Extracted data entries
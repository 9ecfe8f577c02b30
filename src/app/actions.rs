use std::collections::HashSet;

use crate::contacts::{normalize_number, Contact};
use crate::storage::{RosterEntry, RosterStore, StoreError};

#[derive(Debug, Clone, PartialEq, Eq)]
pub enum AddOutcome {
    Added(Contact),
    /// The roster already holds this number; nothing was written.
    Duplicate,
    /// The number had no digits left after normalizing.
    InvalidNumber,
}

/// Roster edits shared by the list-management flow and tests.
pub struct RosterActions<'a> {
    store: &'a RosterStore,
}

impl<'a> RosterActions<'a> {
    pub fn new(store: &'a RosterStore) -> Self {
        Self { store }
    }

    pub fn add_contact(
        &self,
        entry: &RosterEntry,
        name: &str,
        raw_number: &str,
        aliases: &str,
    ) -> Result<AddOutcome, StoreError> {
        let number = normalize_number(raw_number);
        if number.trim_start_matches('+').is_empty() {
            return Ok(AddOutcome::InvalidNumber);
        }
        let mut contacts = match self.store.load(entry) {
            Ok(contacts) => contacts,
            Err(StoreError::NotFound(_)) => Vec::new(),
            Err(err) => return Err(err),
        };
        if contacts.iter().any(|contact| contact.number == number) {
            return Ok(AddOutcome::Duplicate);
        }
        let contact = Contact::new(name, &number, aliases);
        contacts.push(contact.clone());
        self.store.save(entry, &contacts)?;
        Ok(AddOutcome::Added(contact))
    }

    /// Drops every contact whose number is in `numbers` and returns how many remain.
    pub fn remove_contacts(
        &self,
        entry: &RosterEntry,
        numbers: &HashSet<String>,
    ) -> Result<usize, StoreError> {
        let remaining: Vec<Contact> = self
            .store
            .load(entry)?
            .into_iter()
            .filter(|contact| !numbers.contains(&contact.number))
            .collect();
        self.store.save(entry, &remaining)?;
        Ok(remaining.len())
    }
}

Prompt:
Wherever a line above contains the string "RosterActions", copy that line.

Exercise output:
pub struct RosterActions<'a> {
impl<'a> RosterActions<'a> {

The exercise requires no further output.